++++ PROVIDED DATA ++++

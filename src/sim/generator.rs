//! Seeded random roll generation.
//!
//! ## Key Features
//!
//! - **Deterministic**: Same seed produces the same game
//! - **Legal by construction**: Picks only from [`Game::possible_rolls`]
//! - **Skill knob**: The error allowance bounds how far below the best legal
//!   roll a pick may land
//!
//! ```
//! use rust_bowling::core::{Game, MAX_ROLLS};
//! use rust_bowling::sim::RollGenerator;
//!
//! let mut generator = RollGenerator::new(42);
//! let mut game = Game::new();
//! generator.play(&mut game, MAX_ROLLS);
//! assert!(game.is_finished());
//! ```

use rand::{Rng, SeedableRng};
use rand_chacha::ChaCha8Rng;
use serde::{Deserialize, Serialize};
use tracing::{debug, warn};

use crate::core::{Game, Roll, ALL_PINS};

/// Error allowance that makes every legal roll possible.
pub const MAX_ERROR_ALLOWANCE: u8 = ALL_PINS;

/// Random legal rolls for a game.
///
/// Uses ChaCha8 so a seed reproduces the same rolls on every platform.
#[derive(Clone, Debug)]
pub struct RollGenerator {
    inner: ChaCha8Rng,
    seed: u64,
    error_allowance: u8,
}

impl RollGenerator {
    /// Create a generator where any legal roll is possible.
    #[must_use]
    pub fn new(seed: u64) -> Self {
        Self {
            inner: ChaCha8Rng::seed_from_u64(seed),
            seed,
            error_allowance: MAX_ERROR_ALLOWANCE,
        }
    }

    /// Restrict picks to at most `allowance` pins below the best legal roll.
    ///
    /// An allowance of 0 always knocks down every standing pin.
    #[must_use]
    pub fn with_error_allowance(mut self, allowance: u8) -> Self {
        self.error_allowance = allowance.min(MAX_ERROR_ALLOWANCE);
        self
    }

    /// Seed this generator was created with.
    #[must_use]
    pub fn seed(&self) -> u64 {
        self.seed
    }

    /// Current error allowance.
    #[must_use]
    pub fn error_allowance(&self) -> u8 {
        self.error_allowance
    }

    /// Pick a legal next roll, `None` once the game is finished.
    pub fn next_roll(&mut self, game: &Game) -> Option<Roll> {
        let possible = game.possible_rolls();
        if possible.is_empty() {
            return None;
        }

        let lowest = possible
            .len()
            .saturating_sub(1 + usize::from(self.error_allowance));
        let index = self.inner.gen_range(lowest..possible.len());
        possible.get(index).copied()
    }

    /// Add up to `rolls_limit` random rolls, stopping early if the game ends.
    ///
    /// Returns the number of rolls added.
    pub fn play(&mut self, game: &mut Game, rolls_limit: usize) -> usize {
        let mut added = 0;
        while added < rolls_limit {
            let Some(roll) = self.next_roll(game) else {
                break;
            };
            let result = game.add_roll(roll);
            debug_assert!(result.is_ok(), "generated roll rejected: {result:?}");
            if let Err(err) = result {
                warn!(seed = self.seed, pins = roll.pins(), %err, "generated roll rejected");
                break;
            }
            added += 1;
        }
        debug!(seed = self.seed, added, finished = game.is_finished(), "random rolls played");
        added
    }

    /// Capture the state for later replay.
    #[must_use]
    pub fn state(&self) -> GeneratorState {
        GeneratorState {
            seed: self.seed,
            word_pos: self.inner.get_word_pos(),
            error_allowance: self.error_allowance,
        }
    }

    /// Restore from a saved state.
    #[must_use]
    pub fn from_state(state: &GeneratorState) -> Self {
        let mut inner = ChaCha8Rng::seed_from_u64(state.seed);
        inner.set_word_pos(state.word_pos);
        Self {
            inner,
            seed: state.seed,
            error_allowance: state.error_allowance.min(MAX_ERROR_ALLOWANCE),
        }
    }
}

/// Serializable generator state.
#[derive(Clone, Debug, PartialEq, Eq, Serialize, Deserialize)]
pub struct GeneratorState {
    /// Original seed
    pub seed: u64,
    /// ChaCha8 word position
    pub word_pos: u128,
    /// Error allowance in effect
    pub error_allowance: u8,
}

/// Build a game from up to `rolls_limit` random rolls.
///
/// A `rolls_limit` of `MAX_ROLLS` always yields a finished game.
#[must_use]
pub fn random_game(seed: u64, rolls_limit: usize, error_allowance: u8) -> Game {
    let mut game = Game::new();
    RollGenerator::new(seed)
        .with_error_allowance(error_allowance)
        .play(&mut game, rolls_limit);
    game
}

#[cfg(test)]
mod tests {
    use super::*;
    use crate::core::{BowlingError, MAX_ROLLS, MIN_ROLLS, PERFECT_SCORE};

    #[test]
    fn test_determinism() {
        let a = random_game(7, MAX_ROLLS, MAX_ERROR_ALLOWANCE);
        let b = random_game(7, MAX_ROLLS, MAX_ERROR_ALLOWANCE);
        assert_eq!(a, b);
    }

    #[test]
    fn test_max_rolls_finishes_game() {
        for seed in 0..50 {
            let game = random_game(seed, MAX_ROLLS, MAX_ERROR_ALLOWANCE);
            assert!(game.is_finished(), "seed {seed} left the game unfinished");
            let rolls = game.rolls().count();
            assert!((MIN_ROLLS..=MAX_ROLLS).contains(&rolls));
        }
    }

    #[test]
    fn test_rolls_limit_respected() {
        let game = random_game(3, 10, MAX_ERROR_ALLOWANCE);
        assert_eq!(game.rolls().count(), 10);
        assert!(!game.is_finished());
    }

    #[test]
    fn test_finished_game_rejects_zero() {
        let mut game = random_game(11, MAX_ROLLS, MAX_ERROR_ALLOWANCE);
        let score = game.total_score();
        assert_eq!(game.add_pins(0), Err(BowlingError::GameFinished));
        assert_eq!(game.total_score(), score);
    }

    #[test]
    fn test_play_counts_every_roll() {
        for seed in 0..50 {
            let mut game = Game::new();
            let mut generator = RollGenerator::new(seed);
            let added = generator.play(&mut game, MAX_ROLLS);
            assert_eq!(added, game.rolls().count(), "seed {seed}");
            assert!(game.is_finished(), "seed {seed} stopped early");

            // Nothing left to add
            assert_eq!(generator.play(&mut game, MAX_ROLLS), 0);
        }
    }

    #[test]
    fn test_zero_allowance_is_perfect() {
        let game = random_game(99, MAX_ROLLS, 0);
        assert!(game.is_finished());
        assert_eq!(game.total_score(), PERFECT_SCORE);
    }

    #[test]
    fn test_allowance_bounds_picks() {
        let mut generator = RollGenerator::new(5).with_error_allowance(2);
        let game = Game::new();
        for _ in 0..100 {
            let roll = generator.next_roll(&game).unwrap();
            assert!(roll.pins() >= 8);
        }
    }

    #[test]
    fn test_next_roll_none_when_finished() {
        let game = random_game(1, MAX_ROLLS, MAX_ERROR_ALLOWANCE);
        assert!(RollGenerator::new(1).next_roll(&game).is_none());
    }

    #[test]
    fn test_state_roundtrip() {
        let mut generator = RollGenerator::new(42).with_error_allowance(4);
        let mut game = Game::new();
        generator.play(&mut game, 5);

        let state = generator.state();
        let mut expected = game.clone();
        generator.play(&mut expected, MAX_ROLLS);

        let mut restored = RollGenerator::from_state(&state);
        let mut actual = game;
        restored.play(&mut actual, MAX_ROLLS);

        assert_eq!(expected, actual);
    }

    #[test]
    fn test_state_serde() {
        let state = GeneratorState {
            seed: 42,
            word_pos: 12345,
            error_allowance: 3,
        };
        let json = serde_json::to_string(&state).unwrap();
        let deserialized: GeneratorState = serde_json::from_str(&json).unwrap();
        assert_eq!(state, deserialized);
    }
}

++++

» **WORK ORDER**
Using the data above, reproduce exactly the lines between those holding "ChaCha8 word position" and "assert_eq!(a, b);", inclusive, and no others.

» **SOLUTION FOR THIS PROBLEM**
    /// ChaCha8 word position
    pub word_pos: u128,
    /// Error allowance in effect
    pub error_allowance: u8,
}

/// Build a game from up to `rolls_limit` random rolls.
///
/// A `rolls_limit` of `MAX_ROLLS` always yields a finished game.
#[must_use]
pub fn random_game(seed: u64, rolls_limit: usize, error_allowance: u8) -> Game {
    let mut game = Game::new();
    RollGenerator::new(seed)
        .with_error_allowance(error_allowance)
        .play(&mut game, rolls_limit);
    game
}

#[cfg(test)]
mod tests {
    use super::*;
    use crate::core::{BowlingError, MAX_ROLLS, MIN_ROLLS, PERFECT_SCORE};

    #[test]
    fn test_determinism() {
        let a = random_game(7, MAX_ROLLS, MAX_ERROR_ALLOWANCE);
        let b = random_game(7, MAX_ROLLS, MAX_ERROR_ALLOWANCE);
        assert_eq!(a, b);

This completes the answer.